Terwijl de kleine wereld langzaam wit en zachtmoedig werd, passeerde ik een winkel die mijn aandacht trok. Dat merkte ik toen ik er voorbij was. Zo’n uitgestelde reactie heb ik vaker. Ook bij mensen. Dan denk ik: maar die ken ik toch? En dan draai ik me om en is de persoon die ik misschien kende, alweer bezig uit het zicht te verdwijnen. Kan best zijn dat die zich nooit meer in mijn leven vertoont. Wát als ik op mijn qui-vive was geweest, hartelijk had gelachen en gezegd: “Dát is lang geleden”?
Vaak krijg je optimisme cadeau. Je moet er alleen voor zorgen dat je merkt dat het gebeurt. Soms laten we te veel zomaar gebeuren. Daar verzet ik me tegen, want niets gebeurt zomaar. Vandaag begint februari, het jaar komt op gang, gisteren was de laatste dag van januari. Veel mensen vinden januari een verschrikkelijke maand. Dat zeggen ze ook om de haverklap: “Januari is een verschrikkelijke maand.” Als je zoiets maar vaak genoeg zegt, is het ook zo, want dan hebben woorden ervoor gezorgd dat je niet beter weet. De kracht van woorden heeft voor- en nadelen.

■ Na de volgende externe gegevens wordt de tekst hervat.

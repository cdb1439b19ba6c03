use crate::storage::{CookieAttributes, CookieStorage, MemoryStorage, StorageProvider};
use serde::Deserialize;
use std::fmt;
use std::sync::Arc;

pub const ACCESS_TOKEN_KEY: &str = "access_token";
pub const REFRESH_TOKEN_COOKIE: &str = "refresh_token";
// pre-rename sessions stored the access token under these
const LEGACY_TOKEN_KEY: &str = "token";
const LEGACY_TOKEN_COOKIE: &str = "userToken";

#[derive(Clone, Deserialize)]
pub struct TokenPair {
    pub access_token: String,
    pub refresh_token: Option<String>,
}

impl fmt::Debug for TokenPair {
    fn fmt(&self, f: &mut fmt::Formatter<'_>) -> fmt::Result {
        f.debug_struct("TokenPair")
            .field("access_token", &crate::SENSITIVE)
            .field(
                "refresh_token",
                &self.refresh_token.as_ref().map(|_| crate::SENSITIVE),
            )
            .finish()
    }
}

/// Session credentials spread over a durable local store and a cookie jar,
/// plus a scratch session store for feature code. The access and refresh
/// tokens are independently settable; updating one never touches the other.
#[derive(Clone)]
pub struct TokenStore {
    local: Arc<MemoryStorage>,
    session: Arc<MemoryStorage>,
    cookies: Arc<CookieStorage>,
    secure: bool,
}

impl TokenStore {
    /// `secure` marks refresh-token cookies as HTTPS-only.
    pub fn new(secure: bool) -> Self {
        Self {
            local: Arc::new(MemoryStorage::new()),
            session: Arc::new(MemoryStorage::new()),
            cookies: Arc::new(CookieStorage::new()),
            secure,
        }
    }

    pub fn local(&self) -> &MemoryStorage {
        &self.local
    }

    pub fn session(&self) -> &MemoryStorage {
        &self.session
    }

    pub fn cookies(&self) -> &CookieStorage {
        &self.cookies
    }

    pub fn get_access_token(&self) -> Option<String> {
        self.local.get(ACCESS_TOKEN_KEY)
    }

    pub fn get_refresh_token(&self) -> Option<String> {
        self.cookies.get(REFRESH_TOKEN_COOKIE)
    }

    /// Access token with legacy fallbacks, in priority order.
    pub fn get_auth_token(&self) -> Option<String> {
        let chain: [(&dyn StorageProvider, &str); 3] = [
            (&*self.local, ACCESS_TOKEN_KEY),
            (&*self.cookies, LEGACY_TOKEN_COOKIE),
            (&*self.local, LEGACY_TOKEN_KEY),
        ];
        chain.into_iter().find_map(|(provider, key)| provider.get(key))
    }

    pub fn set_access_token(&self, token: Option<&str>) {
        match token {
            Some(token) => self.local.set(ACCESS_TOKEN_KEY, token),
            None => self.local.remove(ACCESS_TOKEN_KEY),
        }
    }

    pub fn set_refresh_token(&self, token: Option<&str>) {
        match token {
            Some(token) => self.cookies.set_with(
                REFRESH_TOKEN_COOKIE,
                token,
                CookieAttributes::long_lived(self.secure),
            ),
            None => self.cookies.remove(REFRESH_TOKEN_COOKIE),
        }
    }

    /// Sets the access token; the refresh token only when one is supplied.
    pub fn set_tokens(&self, access: &str, refresh: Option<&str>) {
        self.set_access_token(Some(access));
        if let Some(refresh) = refresh {
            self.set_refresh_token(Some(refresh));
        }
    }

    /// Access-only rotation, for gateways that mint a new access token
    /// per request.
    pub fn update_access_token(&self, access: &str) {
        self.set_access_token(Some(access));
    }

    /// Removes current and legacy token artifacts from both storages.
    /// Safe to call when nothing is stored.
    pub fn clear_tokens(&self) {
        self.local.remove(ACCESS_TOKEN_KEY);
        self.local.remove(LEGACY_TOKEN_KEY);
        self.cookies.remove(REFRESH_TOKEN_COOKIE);
        self.cookies.remove(LEGACY_TOKEN_COOKIE);
    }

    /// Full teardown: tokens plus everything feature code parked in the
    /// local, session, and cookie stores.
    pub fn purge_all(&self) {
        self.local.clear();
        self.session.clear();
        self.cookies.clear();
    }

    pub fn is_authenticated(&self) -> bool {
        self.get_auth_token().is_some()
    }
}

#[cfg(test)]
mod tests {
    use super::*;

    #[test]
    fn set_tokens_without_refresh_keeps_refresh() {
        let store = TokenStore::new(false);
        store.set_tokens("a1", Some("r1"));
        store.set_tokens("a2", None);
        assert_eq!(store.get_access_token(), Some("a2".into()));
        assert_eq!(store.get_refresh_token(), Some("r1".into()));
    }

    #[test]
    fn update_access_token_never_touches_refresh() {
        let store = TokenStore::new(false);
        store.set_tokens("a1", Some("r1"));
        store.update_access_token("a2");
        assert_eq!(store.get_refresh_token(), Some("r1".into()));
    }

    #[test]
    fn auth_token_fallback_order() {
        let store = TokenStore::new(false);
        assert_eq!(store.get_auth_token(), None);

        store.local().set("token", "legacy-local");
        assert_eq!(store.get_auth_token(), Some("legacy-local".into()));

        store.cookies().set("userToken", "legacy-cookie");
        assert_eq!(store.get_auth_token(), Some("legacy-cookie".into()));

        store.set_access_token(Some("current"));
        assert_eq!(store.get_auth_token(), Some("current".into()));
    }

    #[test]
    fn clear_tokens_is_idempotent_and_drops_legacy_keys() {
        let store = TokenStore::new(false);
        store.clear_tokens();

        store.set_tokens("a", Some("r"));
        store.local().set("token", "legacy-local");
        store.cookies().set("userToken", "legacy-cookie");
        store.clear_tokens();
        store.clear_tokens();
        assert!(!store.is_authenticated());
        assert_eq!(store.get_refresh_token(), None);
    }

    #[test]
    fn debug_redacts_tokens() {
        let pair = TokenPair {
            access_token: "secret-access".into(),
            refresh_token: Some("secret-refresh".into()),
        };
        let debug = format!("{pair:?}");
        assert!(!debug.contains("secret"));
        assert!(debug.contains("***"));
    }
}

Op de fitnessclub ben ik meestal in de vroege ochtend, ook nu ik door een blessure één arm matig kan gebruiken. Er is echter nog genoeg lichaam over. Doe het niet van harte, maar heb er baat bij, al kan ik die baat moeilijk uitleggen. In de ochtenduren zijn het vooral leeftijdgenoten die ik om me heen zie. Ik kijk niet graag naar ze, maar wil mezelf ook liever niet bezig zien. Wel voel ik licht medelijden met coaches. Paar jaar fanatiek op de sportacademie gezeten en dan krijg je dit, mensen zoals ik, aan wie, zoals dat heet, weinig eer valt te behalen.
Iedereen kijkt naar me: er zullen weinig mensen zijn die dat schurende gevoel niet kennen. Het is ook de titel van een boek van Melissa Dahl, een boek over schaamte. Er staat veel belangrijks in en het allerbelangrijkste is dat schaamte zin heeft. Het hoort bij je ontwikkeling. En dit leidt naar wat nog belangrijker is dan het allerbelangrijkste: dat je moet leren om jezelf te lachen, dat humor alles lichter maakt.
Voor de Rijksoverheid heb ik diep respect. Je kunt het niet zomaar Rijksoverheid zijn en blijven. Toch probeer ik mijn contact ermee zoveel mogelijk te vermijden. Ik word er altijd erg gespannen van.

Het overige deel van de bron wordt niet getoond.